The fact that role models like Haile, Asamoah, Yusuf, and Irfan are now speaking out openly about sanitation and hygiene makes a big difference, particularly with regard to getting the issue in the media. WASH United Country Coordinator in Kenya, Kerubo Okioga, for instance, has been working in water, sanitation, and human rights for close to 10 years and always had to chase the journalists. Now with WASH United, the media are coming to her to get the stories.

While star ambassadors are one key element in WASH United’s strategy to make sanitation more attractive, they are of course not the only one. Other key ingredients of our recipe are strictly positive and inspirational messaging, as well as the use of exciting educational games that allow people to experience the importance of sanitation in an interactive fashion rather than being passive recipients of information.

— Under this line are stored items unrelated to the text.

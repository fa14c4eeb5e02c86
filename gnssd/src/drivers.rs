//! # drivers
//!
//! The ordered driver table and the per-protocol parse dispatch.
//!
//! A driver entry describes what a protocol's device can do (mode switch,
//! correction input, stickiness) and which frame tag it owns. The session
//! engine scans this table when an accepted frame's tag differs from the
//! current driver's.
//!
//! Parse routines for binary receiver protocols other than RTCM3 live
//! outside this daemon; their entries here classify frames and keep the
//! device online, which is all the multiplexing core needs from them.

use gnss_frame::{Frame, Protocol};
use tracing::{debug, trace};

use crate::nmea::NmeaParser;
use crate::report::{FixMode, FixStatus, GpsFix, ReportMask, SatelliteView, SkyView};

// ── Driver descriptors ────────────────────────────────────────────────────────

#[derive(Debug, Clone, Copy, PartialEq)]
pub struct Driver {
    pub name: &'static str,
    /// The frame tag this driver owns.
    pub packet_type: Protocol,
    /// Sticky drivers are remembered and reinstated after a transient
    /// frame from a non-sticky one.
    pub sticky: bool,
    /// Driver can switch the receiver between NMEA and binary mode; an
    /// NMEA frame under such a driver does not force a driver switch.
    pub mode_switcher: bool,
    /// Device accepts differential corrections written into it.
    pub rtcm_writer: bool,
    /// Nominal reporting cycle, seconds.
    pub min_cycle: f64,
}

/// Ordered driver list; the scan on a frame-type mismatch walks this.
pub const DRIVERS: &[Driver] = &[
    Driver { name: "NMEA0183", packet_type: Protocol::Nmea, sticky: false, mode_switcher: false, rtcm_writer: true, min_cycle: 1.0 },
    Driver { name: "AIVDM", packet_type: Protocol::Ais, sticky: false, mode_switcher: false, rtcm_writer: false, min_cycle: 1.0 },
    Driver { name: "Garmin Textual", packet_type: Protocol::GarminTxt, sticky: false, mode_switcher: false, rtcm_writer: false, min_cycle: 1.0 },
    Driver { name: "u-blox", packet_type: Protocol::Ubx, sticky: true, mode_switcher: true, rtcm_writer: true, min_cycle: 1.0 },
    Driver { name: "SiRF", packet_type: Protocol::Sirf, sticky: true, mode_switcher: true, rtcm_writer: true, min_cycle: 1.0 },
    Driver { name: "Skytraq", packet_type: Protocol::Skytraq, sticky: false, mode_switcher: false, rtcm_writer: true, min_cycle: 1.0 },
    Driver { name: "TSIP", packet_type: Protocol::Tsip, sticky: true, mode_switcher: true, rtcm_writer: true, min_cycle: 1.0 },
    Driver { name: "Garmin Binary", packet_type: Protocol::GarminBin, sticky: false, mode_switcher: false, rtcm_writer: false, min_cycle: 1.0 },
    Driver { name: "EverMore", packet_type: Protocol::Evermore, sticky: false, mode_switcher: true, rtcm_writer: true, min_cycle: 1.0 },
    Driver { name: "iTalk", packet_type: Protocol::Italk, sticky: false, mode_switcher: false, rtcm_writer: false, min_cycle: 1.0 },
    Driver { name: "Zodiac", packet_type: Protocol::Zodiac, sticky: false, mode_switcher: false, rtcm_writer: true, min_cycle: 1.0 },
    Driver { name: "Navcom NCT", packet_type: Protocol::Navcom, sticky: true, mode_switcher: false, rtcm_writer: true, min_cycle: 1.0 },
    Driver { name: "SuperStarII", packet_type: Protocol::Superstar2, sticky: false, mode_switcher: false, rtcm_writer: true, min_cycle: 1.0 },
    Driver { name: "Oncore", packet_type: Protocol::Oncore, sticky: false, mode_switcher: false, rtcm_writer: true, min_cycle: 1.0 },
    Driver { name: "GeoStar", packet_type: Protocol::Geostar, sticky: false, mode_switcher: false, rtcm_writer: false, min_cycle: 1.0 },
    Driver { name: "GREIS", packet_type: Protocol::Greis, sticky: true, mode_switcher: false, rtcm_writer: true, min_cycle: 1.0 },
    Driver { name: "ALLYSTAR", packet_type: Protocol::Allystar, sticky: false, mode_switcher: true, rtcm_writer: true, min_cycle: 1.0 },
    Driver { name: "CASIC", packet_type: Protocol::Casic, sticky: false, mode_switcher: true, rtcm_writer: true, min_cycle: 1.0 },
    Driver { name: "NMEA2000", packet_type: Protocol::Nmea2000, sticky: false, mode_switcher: false, rtcm_writer: false, min_cycle: 1.0 },
    Driver { name: "SPARTN", packet_type: Protocol::Spartn, sticky: false, mode_switcher: false, rtcm_writer: false, min_cycle: 1.0 },
    Driver { name: "RTCM104v2", packet_type: Protocol::Rtcm2, sticky: false, mode_switcher: false, rtcm_writer: false, min_cycle: 1.0 },
    Driver { name: "RTCM104v3", packet_type: Protocol::Rtcm3, sticky: false, mode_switcher: false, rtcm_writer: false, min_cycle: 1.0 },
    Driver { name: "gpsd JSON", packet_type: Protocol::Json, sticky: false, mode_switcher: false, rtcm_writer: false, min_cycle: 1.0 },
];

/// Find the driver owning a frame tag.
pub fn driver_for(packet_type: Protocol) -> Option<&'static Driver> {
    DRIVERS.iter().find(|d| d.packet_type == packet_type)
}

// ── Parse dispatch ────────────────────────────────────────────────────────────

/// Per-session parse state for the drivers that keep any.
#[derive(Debug, Default)]
pub struct DriverRuntime {
    nmea: NmeaParser,
    /// Most recent decoded RTCM3 message, for subscribers asking for
    /// decoded corrections.
    pub last_rtcm3: Option<gnss_rtcm3::Rtcm3Message>,
}

impl DriverRuntime {
    pub fn new() -> Self {
        Self::default()
    }

    /// Dispatch one accepted frame to its protocol parser. Returns the
    /// report mask of fields the frame set.
    pub fn parse_frame(&mut self, frame: &Frame, fix: &mut GpsFix, sky: &mut SkyView) -> ReportMask {
        match frame.protocol {
            Protocol::Nmea => self.nmea.parse(&frame.payload, fix, sky) | ReportMask::PACKET,
            Protocol::Ais => ReportMask::ONLINE | ReportMask::AIS | ReportMask::PACKET,
            Protocol::Rtcm2 => ReportMask::ONLINE | ReportMask::RTCM2 | ReportMask::PACKET,
            Protocol::Rtcm3 => {
                match gnss_rtcm3::decode(&frame.payload) {
                    Ok(msg) => {
                        trace!(msg_type = msg.msg_type, station = msg.station_id, "rtcm3");
                        self.last_rtcm3 = Some(msg);
                    }
                    Err(err) => {
                        // runts are dropped without emission
                        debug!(%err, "undecodable RTCM3 payload");
                        return ReportMask::ONLINE;
                    }
                }
                ReportMask::ONLINE | ReportMask::RTCM3 | ReportMask::PACKET
            }
            Protocol::Json => self.parse_gpsd_json(&frame.payload, fix, sky) | ReportMask::PACKET,
            Protocol::Comment | Protocol::Bad => ReportMask::empty(),
            // binary receiver protocols are parsed out-of-tree; the frame
            // still proves the device is alive and identifies the driver
            _ => ReportMask::ONLINE | ReportMask::PACKET,
        }
    }

    /// Minimal consumption of an upstream daemon's JSON dialect: TPV and
    /// SKY carry everything the cascade needs.
    fn parse_gpsd_json(&mut self, payload: &[u8], fix: &mut GpsFix, sky: &mut SkyView) -> ReportMask {
        let v: serde_json::Value = match serde_json::from_slice(payload) {
            Ok(v) => v,
            Err(err) => {
                debug!(%err, "malformed JSON from upstream daemon");
                return ReportMask::empty();
            }
        };
        let mut mask = ReportMask::ONLINE;
        match v.get("class").and_then(|c| c.as_str()) {
            Some("TPV") => {
                if let Some(mode) = v.get("mode").and_then(|m| m.as_u64()) {
                    fix.mode = match mode {
                        2 => FixMode::Fix2d,
                        3 => FixMode::Fix3d,
                        _ => FixMode::NoFix,
                    };
                    mask |= ReportMask::MODE;
                }
                if let (Some(lat), Some(lon)) = (
                    v.get("lat").and_then(|x| x.as_f64()),
                    v.get("lon").and_then(|x| x.as_f64()),
                ) {
                    fix.latitude = lat;
                    fix.longitude = lon;
                    fix.status = FixStatus::Gps;
                    mask |= ReportMask::LATLON | ReportMask::STATUS;
                }
                if let Some(alt) = v.get("altHAE").and_then(|x| x.as_f64()) {
                    fix.alt_hae = alt;
                    mask |= ReportMask::ALTITUDE;
                }
                if let Some(speed) = v.get("speed").and_then(|x| x.as_f64()) {
                    fix.speed = speed;
                    mask |= ReportMask::SPEED;
                }
                if let Some(track) = v.get("track").and_then(|x| x.as_f64()) {
                    fix.track = track;
                    mask |= ReportMask::TRACK;
                }
                if let Some(climb) = v.get("climb").and_then(|x| x.as_f64()) {
                    fix.climb = climb;
                    mask |= ReportMask::CLIMB;
                }
                if let Some(time) = v.get("time").and_then(|x| x.as_str()) {
                    if let Ok(t) = chrono::DateTime::parse_from_rfc3339(time) {
                        fix.time = Some(t.with_timezone(&chrono::Utc));
                        mask |= ReportMask::TIME;
                    }
                }
                mask |= ReportMask::REPORT;
            }
            Some("SKY") => {
                if let Some(sats) = v.get("satellites").and_then(|s| s.as_array()) {
                    sky.satellites = sats
                        .iter()
                        .filter_map(|s| {
                            Some(SatelliteView {
                                prn: s.get("PRN")?.as_i64()? as i16,
                                elevation: s.get("el").and_then(|x| x.as_f64()).unwrap_or(f64::NAN),
                                azimuth: s.get("az").and_then(|x| x.as_f64()).unwrap_or(f64::NAN),
                                snr: s.get("ss").and_then(|x| x.as_f64()).unwrap_or(f64::NAN),
                                used: s.get("used").and_then(|x| x.as_bool()).unwrap_or(false),
                            })
                        })
                        .collect();
                    mask |= ReportMask::SATELLITE;
                }
                for (key, slot) in [("hdop", 0), ("vdop", 1), ("pdop", 2)] {
                    if let Some(d) = v.get(key).and_then(|x| x.as_f64()) {
                        match slot {
                            0 => sky.dops.hdop = d,
                            1 => sky.dops.vdop = d,
                            _ => sky.dops.pdop = d,
                        }
                        mask |= ReportMask::DOP;
                    }
                }
            }
            Some("VERSION") | Some("DEVICES") | Some("WATCH") => {}
            other => trace!(class = ?other, "ignored upstream JSON class"),
        }
        mask
    }
}

// ── Tests ─────────────────────────────────────────────────────────────────────

#[cfg(test)]
mod tests {
    use super::*;

    #[test]
    fn every_lexer_protocol_has_at_most_one_driver() {
        for d in DRIVERS {
            let owners = DRIVERS.iter().filter(|o| o.packet_type == d.packet_type).count();
            assert_eq!(owners, 1, "{:?} claimed by {} drivers", d.packet_type, owners);
        }
    }

    #[test]
    fn lookup_by_packet_type() {
        assert_eq!(driver_for(Protocol::Ubx).unwrap().name, "u-blox");
        assert!(driver_for(Protocol::Ubx).unwrap().mode_switcher);
        assert!(driver_for(Protocol::Bad).is_none());
    }

    #[test]
    fn correction_sources_do_not_accept_corrections() {
        for tag in [Protocol::Rtcm2, Protocol::Rtcm3, Protocol::Spartn, Protocol::Json] {
            assert!(!driver_for(tag).unwrap().rtcm_writer, "{tag:?}");
        }
        assert!(driver_for(Protocol::Nmea).unwrap().rtcm_writer);
    }

    #[test]
    fn upstream_tpv_fills_fix() {
        let mut rt = DriverRuntime::new();
        let mut fix = GpsFix::default();
        let mut sky = SkyView::default();
        let frame = Frame::new(
            Protocol::Json,
            br#"{"class":"TPV","mode":3,"lat":57.7,"lon":11.9,"altHAE":55.0,"speed":2.5,"track":180.0,"time":"2025-06-01T12:00:00.000Z"}"#.to_vec(),
        );
        let mask = rt.parse_frame(&frame, &mut fix, &mut sky);
        assert!(mask.contains(ReportMask::LATLON | ReportMask::TIME | ReportMask::REPORT));
        assert_eq!(fix.mode, FixMode::Fix3d);
        assert!((fix.latitude - 57.7).abs() < 1e-9);
        assert!((fix.speed - 2.5).abs() < 1e-9);
    }

    #[test]
    fn upstream_sky_fills_satellites() {
        let mut rt = DriverRuntime::new();
        let mut fix = GpsFix::default();
        let mut sky = SkyView::default();
        let frame = Frame::new(
            Protocol::Json,
            br#"{"class":"SKY","hdop":1.2,"satellites":[{"PRN":4,"el":45,"az":120,"ss":38,"used":true},{"PRN":9,"el":12,"az":300,"ss":22,"used":false}]}"#.to_vec(),
        );
        let mask = rt.parse_frame(&frame, &mut fix, &mut sky);
        assert!(mask.contains(ReportMask::SATELLITE));
        assert_eq!(sky.satellites.len(), 2);
        assert_eq!(sky.used_count(), 1);
        assert!((sky.dops.hdop - 1.2).abs() < 1e-9);
    }

    #[test]
    fn rtcm3_frames_are_decoded_and_flagged() {
        use gnss_frame::checksum::crc24q;
        let mut payload = vec![0u8; 19];
        gnss_frame::bits::put_ubits(&mut payload, 0, 12, 1005);
        gnss_frame::bits::put_ubits(&mut payload, 12, 12, 501);
        let mut f = vec![0xD3, 0, payload.len() as u8];
        f.extend_from_slice(&payload);
        let crc = crc24q(&f);
        f.extend_from_slice(&[(crc >> 16) as u8, (crc >> 8) as u8, crc as u8]);

        let mut rt = DriverRuntime::new();
        let mut fix = GpsFix::default();
        let mut sky = SkyView::default();
        let mask = rt.parse_frame(&Frame::new(Protocol::Rtcm3, f), &mut fix, &mut sky);
        assert!(mask.contains(ReportMask::RTCM3));
        let msg = rt.last_rtcm3.as_ref().unwrap();
        assert_eq!(msg.msg_type, 1005);
        assert_eq!(msg.station_id, 501);
    }

    #[test]
    fn bad_frames_parse_to_nothing() {
        let mut rt = DriverRuntime::new();
        let mut fix = GpsFix::default();
        let mut sky = SkyView::default();
        let mask = rt.parse_frame(&Frame::new(Protocol::Bad, vec![1, 2, 3]), &mut fix, &mut sky);
        assert!(mask.is_empty());
    }
}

Finally, there is WASH United’s overarching club concept. Children who complete the WASH United training are admitted to the WASH United Club, thereby teaming up with their biggest heroes. But they also commit to adhering to the club rules: washing hands with soap at critical times, using toilets when available and keeping them safe and clean. Dennis Wanyoike, aged 11, from Jehovah Jireh Primary School in Nairobi told us what joining the WASH United Club meant to him. “I remember the day I became a member of WASH United and will never forget it,” Dennis said. “I decided to put the poster of Drogba in my room to remind me of my commitment to WASH United values. I believe we all have the right to safe water for drinking and sanitation regardless, of our background.”

Time for toilet talk

In order to really tackle the current crisis in sanitation, we first need to get talking about the issue. Openly and frankly. And that goes for both developed and developing countries. On World Toilet Day, you can be a champion for sanitation, too. Take the initiative to talk sh*t with three other people, forward them some interesting information, or just discuss what you have read today.

It’s high time for toilet-talk!

About WASH United:

Started in 2010, WASH United is a unique coalition of international and African civil society organizations, United Nations agencies, governments and leading actors from the world of sport. Together, this coalition harnesses the positive power of sport, fun and interactive games to promote safe drinking WAter, Sanitation and Hygiene (WASH) for all people, everywhere. Thus far, more than 25 million people have been reached through WASH United events and media campaigns, more than 30.000 children have joined the WASH United Club, committing to practicing good WASH behavior. In 2012-2013, WASH United will be working in a project with the Bill & Melinda Gates Foundation and Deutsche Gesellschaft für Internationale Zusammenarbeit (GIZ) to scale-up WASH United’s work in Ethiopia, Kenya, Lesotho and Uganda and to initiate a cricket-based campaign in India.